3.2.1 Latent space organization.
Fig. 6 visualizes the first two principal components of the training dataset encoded to the LS. We observe that the LS of the best model primarily organizes according to monomer chemistry. Fig. 13 in the Appendix shows that the LS is more locally structured according to stoichiometry and chain architecture. This organization aligns with the intuitive understanding that polymers sharing the same monomer types are inherently more similar, regardless of differences in chain architecture. Further, we verify that the LS structures according to the ionization potential (IP) and electron affinity (EA), which facilitates successful optimization in the LS (see Section 3.4). Fig. 7 illustrates distribution of property values and gradients in the PCA plot of the latent space, demonstrating the model's ability to capture property–structure relationships.
|
| Fig. 6 Visualization of the two first principal components of the latent space of the training data. Coloring by A monomer type reveals organization according to the monomer chemistry. | |
|
| Fig. 7 Visualization of the two first principal components of the latent space of the training data. Coloring according to the polymer properties (a) electron affinity and (b) ionization potential reveals that the latent space shows property gradients. | |
3.2.2 Smoothness of latent space.
In line with the approach described by Kusner et al.,57 we visualize the neighborhood of a seed polymer in Fig. 8 to inspect the smoothness of the latent space. We start by defining two random orthogonal unit vectors (of dimension 32) in the latent space, scaled by the variance of a sample batch of polymers. From the seed polymer (in black dashed lines), we then explore its local neighborhood on a grid defined by these vectors. Each copolymer in Fig. 8 comprises an A monomer (bottom) and a B monomer (top).

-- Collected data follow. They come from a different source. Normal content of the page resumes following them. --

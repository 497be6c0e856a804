//! Derivation of the normalized data file and the generated schema file.
//!
//! Both entry points are idempotent by existence: when the derived artifact
//! is already on disk the source file is not re-parsed. The check is
//! presence-based, not freshness-based — callers refreshing a source must
//! delete the stale artifacts themselves.

use std::fs::{self, File};
use std::io::{BufWriter, Write};

use camino::{Utf8Path, Utf8PathBuf};
use log::debug;

use super::error::{GipCompileError, MalformedExportError};
use super::export::{ExportMetadata, ExportRecord, Latin1Lines};

/// Derive the normalized data file for `source`, skipping work when the
/// sibling `.csv` artifact already exists.
///
/// The export is streamed once. The `tbl` record opens the sink, the `atr`
/// record becomes the header row, and each `rec` row is written with the tag
/// stripped and its values normalized (see [`normalise_row`]). Output is
/// UTF-8 regardless of the source file's legacy encoding.
///
/// # Errors
/// Returns [`GipCompileError::Malformed`] when a row or attribute record
/// appears before any table record, and the I/O variants when reading the
/// source or writing the artifact fails.
pub fn ensure_data_file(source: &Utf8Path) -> Result<Utf8PathBuf, GipCompileError> {
    let target = ExportMetadata::data_file_path(source);
    if target.exists() {
        debug!("data file {target} already present, skipping");
        return Ok(target);
    }
    write_data_file(source, &target)?;
    Ok(target)
}

/// Derive the generated schema file for `source`, skipping work when the
/// sibling `.sql` artifact already exists.
///
/// # Errors
/// Propagates the metadata scan failures from [`ExportMetadata::scan`] and
/// reports [`GipCompileError::Write`] when the artifact cannot be written.
pub fn ensure_schema_file(source: &Utf8Path) -> Result<Utf8PathBuf, GipCompileError> {
    let target = ExportMetadata::schema_file_path(source);
    if target.exists() {
        debug!("schema file {target} already present, skipping");
        return Ok(target);
    }
    let metadata = ExportMetadata::scan(source)?;
    fs::write(&target, metadata.schema_statement()).map_err(|source_err| {
        GipCompileError::Write {
            path: target.clone(),
            source: source_err,
        }
    })?;
    Ok(target)
}

fn write_data_file(source: &Utf8Path, target: &Utf8Path) -> Result<(), GipCompileError> {
    let read_error = |source_err| GipCompileError::Read {
        path: source.to_path_buf(),
        source: source_err,
    };
    let write_error = |source_err| GipCompileError::Write {
        path: target.to_path_buf(),
        source: source_err,
    };

    let mut sink: Option<BufWriter<File>> = None;
    for (index, line) in Latin1Lines::open(source).map_err(read_error)?.enumerate() {
        let line = line.map_err(read_error)?;
        let payload = match ExportRecord::classify(&line) {
            ExportRecord::Table(_) => {
                sink = Some(BufWriter::new(File::create(target).map_err(write_error)?));
                continue;
            }
            ExportRecord::Attributes(rest) => rest.to_owned(),
            ExportRecord::Row(rest) => normalise_row(rest),
            ExportRecord::Formats(_) | ExportRecord::Other => continue,
        };
        let Some(open_sink) = sink.as_mut() else {
            return Err(MalformedExportError::RecordBeforeTable {
                path: source.to_path_buf(),
                line: index + 1,
            }
            .into());
        };
        writeln!(open_sink, "{payload}").map_err(write_error)?;
    }

    if let Some(mut open_sink) = sink {
        open_sink.flush().map_err(write_error)?;
        Ok(())
    } else {
        Err(MalformedExportError::MissingRecord {
            path: source.to_path_buf(),
            record: "tbl",
        }
        .into())
    }
}

/// Normalize one data row.
///
/// The literal sequences `""` and `" "` are removed first (both denote an
/// absent value, and the empty string is the loader's NULL sentinel), then
/// each field sheds one pair of enclosing double quotes:
/// `"12345";"100.50"` becomes `12345;100.50`.
fn normalise_row(row: &str) -> String {
    let cleaned = row.replace("\"\"", "").replace("\" \"", "");
    cleaned
        .split(';')
        .map(strip_enclosing_quotes)
        .collect::<Vec<_>>()
        .join(";")
}

fn strip_enclosing_quotes(field: &str) -> &str {
    field
        .strip_prefix('"')
        .and_then(|rest| rest.strip_suffix('"'))
        .unwrap_or(field)
}

#[cfg(test)]
mod tests {
    use super::*;
    use rstest::{fixture, rstest};
    use tempfile::TempDir;

    const SAMPLE: &str = "tbl;parcels\n\
                          atr;parcel_id;area\n\
                          frm;decimal(9);decimal(8,2)\n\
                          rec;\"12345\";\"100.50\"\n";

    #[fixture]
    fn temp_dir() -> TempDir {
        TempDir::new().expect("create temp dir")
    }

    fn write_export(dir: &TempDir, name: &str, content: &str) -> Utf8PathBuf {
        let path = Utf8PathBuf::from_path_buf(dir.path().join(name)).expect("utf-8 path");
        fs::write(&path, content).expect("write export fixture");
        path
    }

    #[rstest]
    fn derives_header_and_normalized_rows(temp_dir: TempDir) {
        let source = write_export(&temp_dir, "Parcels.txt", SAMPLE);
        let data_file = ensure_data_file(&source).expect("data file should derive");
        let content = fs::read_to_string(&data_file).expect("read data file");
        assert_eq!(content, "parcel_id;area\n12345;100.50\n");
    }

    #[rstest]
    fn schema_and_data_column_counts_agree(temp_dir: TempDir) {
        let source = write_export(&temp_dir, "Parcels.txt", SAMPLE);
        let schema_file = ensure_schema_file(&source).expect("schema should derive");
        let data_file = ensure_data_file(&source).expect("data file should derive");

        let statement = fs::read_to_string(&schema_file).expect("read schema file");
        let schema_columns = statement.matches(',').count() + 1;
        let data = fs::read_to_string(&data_file).expect("read data file");
        let first_row = data.lines().nth(1).expect("one data row");
        assert_eq!(schema_columns, first_row.split(';').count());
    }

    #[rstest]
    fn generated_schema_matches_the_embedded_metadata(temp_dir: TempDir) {
        let source = write_export(&temp_dir, "Parcels.txt", SAMPLE);
        let schema_file = ensure_schema_file(&source).expect("schema should derive");
        let statement = fs::read_to_string(&schema_file).expect("read schema file");
        assert_eq!(
            statement,
            "CREATE TABLE gip_parcels (parcel_id integer, area numeric(8,2));\n"
        );
    }

    #[rstest]
    fn absent_values_become_the_null_sentinel(temp_dir: TempDir) {
        let source = write_export(
            &temp_dir,
            "Use.txt",
            "tbl;use\natr;a;b;c\nfrm;string;string;string\nrec;\"\";\" \";\"kept\"\n",
        );
        let data_file = ensure_data_file(&source).expect("data file should derive");
        let content = fs::read_to_string(&data_file).expect("read data file");
        assert_eq!(content, "a;b;c\n;;kept\n");
    }

    #[rstest]
    fn existing_artifacts_are_not_reparsed(temp_dir: TempDir) {
        let source = write_export(&temp_dir, "Parcels.txt", SAMPLE);
        let sentinel_csv = write_export(&temp_dir, "Parcels.csv", "sentinel-data");
        let sentinel_sql = write_export(&temp_dir, "Parcels.sql", "sentinel-schema");

        let data_file = ensure_data_file(&source).expect("skip should succeed");
        let schema_file = ensure_schema_file(&source).expect("skip should succeed");

        assert_eq!(data_file, sentinel_csv);
        assert_eq!(schema_file, sentinel_sql);
        assert_eq!(
            fs::read_to_string(&sentinel_csv).expect("read sentinel"),
            "sentinel-data"
        );
        assert_eq!(
            fs::read_to_string(&sentinel_sql).expect("read sentinel"),
            "sentinel-schema"
        );
    }

    #[rstest]
    fn row_before_table_record_is_malformed(temp_dir: TempDir) {
        let source = write_export(&temp_dir, "Broken.txt", "rec;\"1\"\ntbl;broken\n");
        let outcome = ensure_data_file(&source);
        assert!(matches!(
            outcome,
            Err(GipCompileError::Malformed(
                MalformedExportError::RecordBeforeTable { line: 1, .. }
            ))
        ));
    }

    #[rstest]
    fn legacy_bytes_reencode_to_utf8(temp_dir: TempDir) {
        let path = Utf8PathBuf::from_path_buf(temp_dir.path().join("Namen.txt"))
            .expect("utf-8 path");
        // "Gr\xfcner Weg" is ISO-8859-1 for "Grüner Weg".
        fs::write(
            &path,
            b"tbl;namen\natr;name\nfrm;string\nrec;\"Gr\xfcner Weg\"\n",
        )
        .expect("write export fixture");

        let data_file = ensure_data_file(&path).expect("data file should derive");
        let content = fs::read_to_string(&data_file).expect("artifact must be valid UTF-8");
        assert_eq!(content, "name\nGr\u{fc}ner Weg\n");
    }

    #[rstest]
    #[case("string", "varchar")]
    #[case("decimal(10)", "integer")]
    fn end_to_end_type_mapping_reaches_the_schema(
        temp_dir: TempDir,
        #[case] token: &str,
        #[case] expected: &str,
    ) {
        let source = write_export(
            &temp_dir,
            "One.txt",
            &format!("tbl;one\natr;v\nfrm;{token}\nrec;\"x\"\n"),
        );
        let schema_file = ensure_schema_file(&source).expect("schema should derive");
        let statement = fs::read_to_string(&schema_file).expect("read schema file");
        assert_eq!(statement, format!("CREATE TABLE gip_one (v {expected});\n"));
    }
}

We observe that monomer A remains unchanged for more steps than monomer B. Also, monomer B exhibits more gradual changes in the latent space, often altering only one atom type, a side chain, or functional group. This discrepancy is attributable to the different variety of A and B monomers in the training data: there are fewer A monomer chemistries compared to B monomer chemistries, resulting in a smoother latent space for monomer B. Note that the stoichiometry and chain architecture remain the same in the direct neighborhood of the seed polymer. This consistency is expected for stoichiometry, as changing from 1:1 to either 1:3 or 3:1 would significantly alter the nature of the polymer and thus should not be modified in the immediate neighborhood. For the chain architecture, the impact is slightly less pronounced, but changing from an alternating to a block structure would still substantially alter the polymer's nature.
|
| Fig. 8 Visualization of the molecular neighborhood using two orthogonal vectors in latent space as proposed by Kusner et al.57. Moving around the random seed polymer in black dashed lines in the center, we can observe step-wise changes in monomer A (bottom one), monomer B (top one), stoichiometry and chain architecture (B: Block, R: Random, A: Alternating). | |
3.3 Hyperparameter selection
As detailed in Section 2.4, to select the best model we conducted a hyperparameter search over the weights β and α in the loss terms in eqn (2) and evaluated the model using the performance metrics from Table 1. We observed that lower values of β and α enhance reconstruction accuracy by prioritizing the reconstruction term in the loss function. However, achieving high novelty and validity in randomly generated samples requires larger β values. If β is too small, the latent space becomes discontinuous with “holes” or regions of low confidence, leading to invalid polymers when sampled. We found that for this dataset, β values between 0.0003 and 0.0004 work best to optimize the trade-off between reconstruction, validity and novelty. Additionally, we found that a well-structured latent space (LS) is crucial for successful inverse design using optimization algorithms. Ideally, the LS should organize polymers by their properties, as demonstrated in Section 3.2.1. Increasing the weighting factor α improved the organization of polymers regarding their properties, which was visually confirmed by examining PCA plots of the latent space showing clear property gradients (Fig. 7). A sufficiently high α also leads to accurate property predictions, as verified in Appendix B.1.3. Contrary, increasing α too much harms the reconstruction performance. As a result, we select the best model (α = 0.2 and β = 0.0004) according to both the quantitative metrics and visual inspection of gradients in the latent space. In the subsequent section, we use this model for the inverse design approach. Note, that the hyperparameter tuning does not guarantee reaching a globally optimal configuration for the inverse design problem and may vary for new datasets.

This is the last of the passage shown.